Not knowing what your code is, I can’t comment on that exactly. But I can’t imagine the need to make the 3rd uninitialized element in advance.
julia> A = [0,1]; for _ in 1:10 push!(A, A[end-1] + A[end]) end
julia> println(A) # 2+10=12 terms
[0, 1, 1, 2, 3, 5, 8, 13, 21, 34, 55, 89]
Bear in mind that fixed width integers overflow silently so you’ll have to stop at 47 numbers on 32-bit systems or 93 on 64-bit systems:
julia> last2 = [0,1]; i = 2; notoverflowed=true; while notoverflowed
newterm = last2[1] + last2[2]
if newterm < last2[end]
notoverflowed = false
else
global i += 1
last2[begin] = last2[end]
last2[end] = newterm
end
end
julia> last2, i
([4660046610375530309, 7540113804746346429], 93)
Besides Bennys solution – here is the place t ask for such improvements
Welcome to the Julia discourse
My script is shown below for solving the Euler Two problem:
# Generate the Fibonacci numbers which do not exceed 4 million
const MAX = 4000000;
F = [0, 1, undef]
i = 3 # Array already has three elements
#
while true
global i
F[i] = F[i-1] + F[i-2]
# println("$(i)" , " ", "$(F[i])") # for troubleshooting
(F[i] + F[i-1]) <= MAX || break
push!(F, F[i]) # append to array
i += 1
end
#
println(i)
println(Int.(F))
#
# Sum of even Fibonacci numbers in F
#
E = F[1:3:end]
println(Int.(E))
println(sum(E)) # This is what we want
It looks primitive compared to @Benny’s one-liner! Please dissect it and help me write better scripts. Thanks.
Make sure to write your code as a function, don’t write it in global scope, and definitely don’t use the global
keyword. I strongly recommend against it.
Here’s one solution that uses push!
, if you have an estimate of the array size you will need, you can use that, or let’s say if you know how many numbers you want in advance:
function myfib(maxval)
val = i = 1
F = [0, val]
while val <= maxval
push!(F, val)
val += F[i+=1]
end
return F
end
I didn’t see this at first. Here’s an efficient implementation. It is not super elegant, but it really flies:
function fibsumeven(maxval)
prev, current = 0, 1 # previous and updated Fibonacci numbers
accum = prev # this is the accumulated sum
prev, current = current, prev + current
prev, current = current, prev + current
while current <= maxval
accum += current # only sum every third Fibo number
prev, current = current, prev + current
prev, current = current, prev + current
prev, current = current, prev + current
end
return accum
end
Performance comparison with the vector-based implementation:
julia> @btime sum(@view myfib(4181)[1:3:end])

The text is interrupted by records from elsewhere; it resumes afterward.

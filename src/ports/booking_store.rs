use crate::domain::booking::{Booking, StateFilter};
use crate::domain::value_objects::{BookingId, ItemId, Page, UserId};
use async_trait::async_trait;
use chrono::{DateTime, Utc};

#[allow(dead_code)]
pub type Result<T> = std::result::Result<T, Box<dyn std::error::Error + Send + Sync>>;

/// 予約ストアポート
///
/// フィルタの時間判定はすべて呼び出し側が渡した now を基準にする。
/// ALL/PAST/FUTURE/CURRENT は開始日時の降順で返す。
/// WAITING/REJECTED の並び順は契約しない（ストア定義順）。
#[allow(dead_code)]
#[async_trait]
pub trait BookingStore: Send + Sync {
    /// 予約を保存する（upsert）
    async fn save(&self, booking: Booking) -> Result<()>;

    /// IDで予約を取得する
    async fn get_by_id(&self, booking_id: BookingId) -> Result<Option<Booking>>;

    /// 借り手の予約をフィルタして取得する（ページ指定）
    async fn find_for_booker(
        &self,
        booker_id: UserId,
        filter: StateFilter,
        now: DateTime<Utc>,
        page: Page,
    ) -> Result<Vec<Booking>>;

    /// 所有者のアイテムに対する予約をフィルタして取得する（ページ指定）
    async fn find_for_owner(
        &self,
        owner_id: UserId,
        filter: StateFilter,
        now: DateTime<Utc>,
        page: Page,
    ) -> Result<Vec<Booking>>;

    /// アイテムの全予約を取得する
    ///
    /// コメント資格（借りたことがあるか）の確認に使用される。
    async fn find_for_item(&self, item_id: ItemId) -> Result<Vec<Booking>>;

    /// アイテムの直近の予約を取得する
    ///
    /// 開始日時が now より前で最も遅いもの。REJECTED は除く。
    async fn find_last_for_item(
        &self,
        item_id: ItemId,
        now: DateTime<Utc>,
    ) -> Result<Option<Booking>>;

    /// アイテムの次の予約を取得する
    ///
    /// 開始日時が now より後で最も早いもの。REJECTED は除く。
    async fn find_next_for_item(
        &self,
        item_id: ItemId,
        now: DateTime<Utc>,
    ) -> Result<Option<Booking>>;
}
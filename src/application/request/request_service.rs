use crate::domain::{
    self,
    commands::CreateRequest,
    item::Item,
    request::ItemRequest,
    value_objects::{Page, RequestId, UserId},
};
use crate::ports::*;
use chrono::Utc;

use super::super::ServiceDependencies;
use super::super::errors::{Result, ServiceError};

/// 応答アイテム付きのリクエストビュー
#[derive(Debug, Clone, PartialEq, Eq)]
pub struct RequestWithItems {
    pub request: ItemRequest,
    pub items: Vec<Item>,
}

/// アイテムリクエストを起票する
///
/// ビジネスルール：
/// - 起票者が存在すること
/// - 説明文は空白であってはならない
pub async fn add_request(deps: &ServiceDependencies, cmd: CreateRequest) -> Result<ItemRequest> {
    let requestor_exists = deps
        .user_store
        .exists(cmd.requestor_id)
        .await
        .map_err(ServiceError::StoreError)?;

    if !requestor_exists {
        return Err(ServiceError::UserNotFound);
    }

    let description = match cmd.description {
        Some(d) if !d.trim().is_empty() => d,
        _ => {
            return Err(ServiceError::InvalidArgument(
                "description must not be blank".to_string(),
            ));
        }
    };

    let request = domain::request::open_request(cmd.requestor_id, description, Utc::now());

    deps.request_store
        .save(request.clone())
        .await
        .map_err(ServiceError::StoreError)?;

    Ok(request)
}

/// 自分のリクエスト一覧を取得する（応答アイテム付き）
pub async fn get_own_requests(
    deps: &ServiceDependencies,
    requestor_id: UserId,
) -> Result<Vec<RequestWithItems>> {
    let requestor_exists = deps
        .user_store
        .exists(requestor_id)
        .await
        .map_err(ServiceError::StoreError)?;

    if !requestor_exists {
        return Err(ServiceError::UserNotFound);
    }

    let requests = deps
        .request_store
        .find_by_requestor_id(requestor_id)
        .await
        .map_err(ServiceError::StoreError)?;

    attach_items(deps, requests).await
}

/// 他ユーザーのリクエスト一覧を取得する（ページ指定、応答アイテム付き）
///
/// ページ指定は操作ユーザーの存在確認より先に検証する。
pub async fn get_all_requests(
    deps: &ServiceDependencies,
    acting_user_id: UserId,
    from: i32,
    size: i32,
) -> Result<Vec<RequestWithItems>> {
    let page = Page::from_query(from, size)
        .map_err(|_| ServiceError::InvalidArgument("Invalid pagination parameters".to_string()))?;

    let user_exists = deps
        .user_store
        .exists(acting_user_id)
        .await
        .map_err(ServiceError::StoreError)?;

    if !user_exists {
        return Err(ServiceError::UserNotFound);
    }

    let requests = deps
        .request_store
        .find_all_excluding(acting_user_id, page)
        .await
        .map_err(ServiceError::StoreError)?;

    attach_items(deps, requests).await
}

/// IDでリクエストを取得する（応答アイテム付き）
pub async fn get_request_by_id(
    deps: &ServiceDependencies,
    acting_user_id: UserId,
    request_id: RequestId,
) -> Result<RequestWithItems> {
    let user_exists = deps
        .user_store
        .exists(acting_user_id)
        .await
        .map_err(ServiceError::StoreError)?;

    if !user_exists {
        return Err(ServiceError::UserNotFound);
    }

    let request = deps
        .request_store
        .get_by_id(request_id)
        .await
        .map_err(ServiceError::StoreError)?
        .ok_or(ServiceError::RequestNotFound)?;

    let items = deps
        .item_store
        .find_by_request_id(request_id)
        .await
        .map_err(ServiceError::StoreError)?;

    Ok(RequestWithItems { request, items })
}

async fn attach_items(
    deps: &ServiceDependencies,
    requests: Vec<ItemRequest>,
) -> Result<Vec<RequestWithItems>> {
    let mut views = Vec::with_capacity(requests.len());
    for request in requests {
        let items = deps
            .item_store
            .find_by_request_id(request.request_id)
            .await
            .map_err(ServiceError::StoreError)?;
        views.push(RequestWithItems { request, items });
    }

    Ok(views)
}
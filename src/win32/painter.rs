use std::mem::size_of;

use tracing::warn;
use windows::{
    core::w,
    Win32::{
        Foundation::{COLORREF, HWND},
        Graphics::Gdi::{
            CreateFontIndirectW, CreatePen, CreateSolidBrush, DeleteObject, DrawTextW, FillRect,
            GetStockObject, LineTo, MoveToEx, Rectangle, SelectObject, SetBkMode, SetTextColor,
            DT_CENTER, DT_SINGLELINE, DT_VCENTER, DT_WORD_ELLIPSIS, HDC, HFONT, HOLLOW_BRUSH,
            LOGFONTW, PS_SOLID, TRANSPARENT,
        },
        UI::{
            Controls::{
                CloseThemeData, DrawThemeTextEx, OpenThemeData, CS_ACTIVE, DTTOPTS,
                DTT_TEXTCOLOR, HTHEME, WP_CAPTION,
            },
            HiDpi::{GetDpiForWindow, SystemParametersInfoForDpi},
            Input::KeyboardAndMouse::GetFocus,
            WindowsAndMessaging::{GetWindowTextLengthW, GetWindowTextW, SPI_GETICONTITLELOGFONT},
        },
    },
};

use crate::geometry::ChromeButton;
use crate::paint::{ButtonPaint, GlyphState, ThemePainter};
use crate::rect::Rect;

use super::to_win32_rect;

const fn rgb(r: u8, g: u8, b: u8) -> u32 {
    (r as u32) | ((g as u32) << 8) | ((b as u32) << 16)
}

const fn get_r_value(rgb: u32) -> u8 {
    (rgb & 0xff) as u8
}

const fn get_g_value(rgb: u32) -> u8 {
    ((rgb >> 8) & 0xff) as u8
}

const fn get_b_value(rgb: u32) -> u8 {
    ((rgb >> 16) & 0xff) as u8
}

/// Per-channel average of two `COLORREF` values.
const fn blend(a: u32, b: u32) -> u32 {
    const fn average(x: u8, y: u8) -> u8 {
        ((x as u32 + y as u32) / 2) as u8
    }

    rgb(
        average(get_r_value(a), get_r_value(b)),
        average(get_g_value(a), get_g_value(b)),
        average(get_b_value(a), get_b_value(b)),
    )
}

const BACKGROUND_COLOR: u32 = rgb(200, 250, 230);
const TITLE_BAR_COLOR: u32 = rgb(150, 200, 180);
const SHADOW_COLOR: u32 = rgb(100, 100, 100);
const BUTTON_HOVER_COLOR: u32 = rgb(130, 180, 160);
const CLOSE_HOVER_COLOR: u32 = rgb(255, 0, 0);

/// How far the back window of the restore glyph sticks out.
const RESTORE_GLYPH_OFFSET: i32 = 2;

/// Paints a [`PaintPlan`](crate::paint::PaintPlan) with GDI. The `WINDOW`
/// visual style is only used for the caption text. Lives for one
/// `BeginPaint`/`EndPaint` pair.
pub(super) struct GdiPainter {
    handle: HWND,
    hdc: HDC,
    theme: HTHEME,
    has_focus: bool,
}

impl GdiPainter {
    pub(super) unsafe fn new(handle: HWND, hdc: HDC) -> Self {
        Self {
            handle,
            hdc,
            theme: OpenThemeData(handle, w!("WINDOW")),
            has_focus: GetFocus() == handle,
        }
    }

    unsafe fn fill(&self, rect: Rect, color: u32) {
        let brush = CreateSolidBrush(COLORREF(color));
        FillRect(self.hdc, &to_win32_rect(rect), brush);
        DeleteObject(brush);
    }

    fn text_color(&self) -> COLORREF {
        COLORREF(if self.has_focus {
            rgb(33, 33, 33)
        } else {
            rgb(127, 127, 127)
        })
    }
}

impl Drop for GdiPainter {
    fn drop(&mut self) {
        if self.theme.0 == 0 {
            return;
        }
        if let Err(e) = unsafe { CloseThemeData(self.theme) } {
            warn!("Failed to close theme data: {}", e.message());
        }
    }
}

impl ThemePainter for GdiPainter {
    fn fill_background(&mut self, rect: Rect) {
        unsafe { self.fill(rect, BACKGROUND_COLOR) };
    }

    fn fill_title_bar(&mut self, rect: Rect) {
        unsafe { self.fill(rect, TITLE_BAR_COLOR) };
    }

    fn draw_title_text(&mut self, rect: Rect) {
        unsafe {
            let dpi = GetDpiForWindow(self.handle);
            let mut logical_font = LOGFONTW::default();
            let old_font = if SystemParametersInfoForDpi(
                SPI_GETICONTITLELOGFONT.0,
                size_of::<LOGFONTW>() as _,
                Some(&mut logical_font as *mut LOGFONTW as _),
                0,
                dpi,
            )
            .is_ok()
            {
                let theme_font = CreateFontIndirectW(&logical_font);
                HFONT(SelectObject(self.hdc, theme_font).0)
            } else {
                HFONT(0)
            };

            let text_length = GetWindowTextLengthW(self.handle);
            let mut title_text_buffer = vec![0u16; text_length as usize + 1];
            let copied = GetWindowTextW(self.handle, &mut title_text_buffer).max(0) as usize;

            let mut text_rect = to_win32_rect(rect);
            let draw_theme_options = DTTOPTS {
                dwSize: size_of::<DTTOPTS>() as u32,
                dwFlags: DTT_TEXTCOLOR,
                crText: self.text_color(),
                ..Default::default()
            };

            if let Err(e) = DrawThemeTextEx(
                self.theme,
                self.hdc,
                WP_CAPTION.0,
                CS_ACTIVE.0,
                &title_text_buffer[..copied],
                DT_VCENTER | DT_SINGLELINE | DT_WORD_ELLIPSIS,
                &mut text_rect,
                Some(&draw_theme_options),
            ) {
                warn!("Failed to draw theme text: {}", e.message());
            }

            if old_font != HFONT(0) {
                let theme_font = SelectObject(self.hdc, old_font);
                DeleteObject(theme_font);
            }
        }
    }

    fn draw_button_glyph(&mut self, paint: ButtonPaint, maximized: bool) {
        let hot = paint.state == GlyphState::Hot;
        let close_hot = hot && paint.button == ChromeButton::Close;

        unsafe {
            if close_hot {
                self.fill(paint.rect, CLOSE_HOVER_COLOR);
            } else if hot {
                self.fill(paint.rect, BUTTON_HOVER_COLOR);
            }

            let color = if close_hot {
                COLORREF(rgb(255, 255, 255))
            } else {
                self.text_color()
            };
            let pen = CreatePen(PS_SOLID, 1, color);
            let old_pen = SelectObject(self.hdc, pen);
            let old_brush = SelectObject(self.hdc, GetStockObject(HOLLOW_BRUSH));

            let glyph = paint.glyph;
            match paint.button {
                ChromeButton::Minimize => {
                    let line = paint.rect.center(glyph.width(), 1);
                    let brush = CreateSolidBrush(color);
                    FillRect(self.hdc, &to_win32_rect(line), brush);
                    DeleteObject(brush);
                }
                ChromeButton::Maximize => {
                    if maximized {
                        let offset = RESTORE_GLYPH_OFFSET;
                        Rectangle(
                            self.hdc,
                            glyph.left + offset,
                            glyph.top - offset,
                            glyph.right + offset,
                            glyph.bottom - offset,
                        );
                        // Hide the back window's edges behind the front one.
                        self.fill(glyph, if hot { BUTTON_HOVER_COLOR } else { TITLE_BAR_COLOR });
                    }
                    Rectangle(self.hdc, glyph.left, glyph.top, glyph.right, glyph.bottom);
                }
                ChromeButton::Close => {
                    MoveToEx(self.hdc, glyph.left, glyph.top, None);
                    LineTo(self.hdc, glyph.right + 1, glyph.bottom + 1);
                    MoveToEx(self.hdc, glyph.left, glyph.bottom, None);
                    LineTo(self.hdc, glyph.right + 1, glyph.top - 1);
                }
                ChromeButton::Help => {
                    let mut text: Vec<u16> = "?".encode_utf16().collect();
                    let mut rect = to_win32_rect(paint.rect);
                    SetBkMode(self.hdc, TRANSPARENT);
                    SetTextColor(self.hdc, color);
                    DrawTextW(
                        self.hdc,
                        &mut text,
                        &mut rect,
                        DT_CENTER | DT_VCENTER | DT_SINGLELINE,
                    );
                }
            }

            SelectObject(self.hdc, old_brush);
            SelectObject(self.hdc, old_pen);
            DeleteObject(pen);
        }
    }

    fn fill_shadow(&mut self, rect: Rect) {
        // The native top border is gone after the client extension; dim the
        // replacement when the window is inactive.
        let color = if self.has_focus {
            SHADOW_COLOR
        } else {
            blend(TITLE_BAR_COLOR, SHADOW_COLOR)
        };
        unsafe { self.fill(rect, color) };
    }
}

279.044 ns (3 allocations: 496 bytes)
3382
julia> @btime fibsumeven(4181)
6.600 ns (0 allocations: 0 bytes)
3382
Edit: Here’s one that collapses the repeated lines, if you like that better. It’s also slightly faster:
function fibsum3(maxval)
prev, current = 0, 1
accum = prev
prev, current = prev + current, prev + 2current
while current <= maxval
accum += current
prev, current = prev + 2current, 2prev + 3current
end
return accum
end
Slightly nicer way (just as fast though):
fib_even_next(m2, m1) = 4*m1 + m2
function fib_even_sum(max_val, ini0 = 0, ini1 = 2)
sum = ini0
while ini1 ≤ max_val
sum += ini1
n = fib_even_next(ini0, ini1)
(ini0, ini1) = (ini1, n)
end
sum
end
The idea is that instead of summing every third Fibonacci number, we could directly operate on the sequence of even Fibonacci numbers.
The Fibonacci numbers are defined by the recurrence a_n = a_{n-1} + a_{n-2}, while even Fibonacci numbers seem to conform to the similar recurrence a_n = {4 \cdot a_{n-1}} + a_{n-2}. The latter was obtained using the Guess
package of Fricas, with the guessPRec
function.
That’s also what is going on in fibsum3
, only using a slightly different recurrence.
Thanks for this.
I found the line val += F[i+=1]
a little difficult to get my head around. I wanted something a little easier that I could relate directly to the recurrence relation. So, I tried the following:
function myfib(maxval)
val = 1
F = [0, val]
while val <= maxval
push!(F, val)
val += F[end-1]
end
return F
end
In the process, the pesky i
which I had to previously declare global has also vanished. I think the moral is that wrapping the whole thing within a function does away with local
versus global
variables.
I am grateful for your example. The other examples here have a “horsepower” that is a little too high for me to grasp straightaway! More exposure to the Julia style will hopefully demystify them.
What do the expressions 2current
and 3current
mean? I searched the docs but could not find the name for this action.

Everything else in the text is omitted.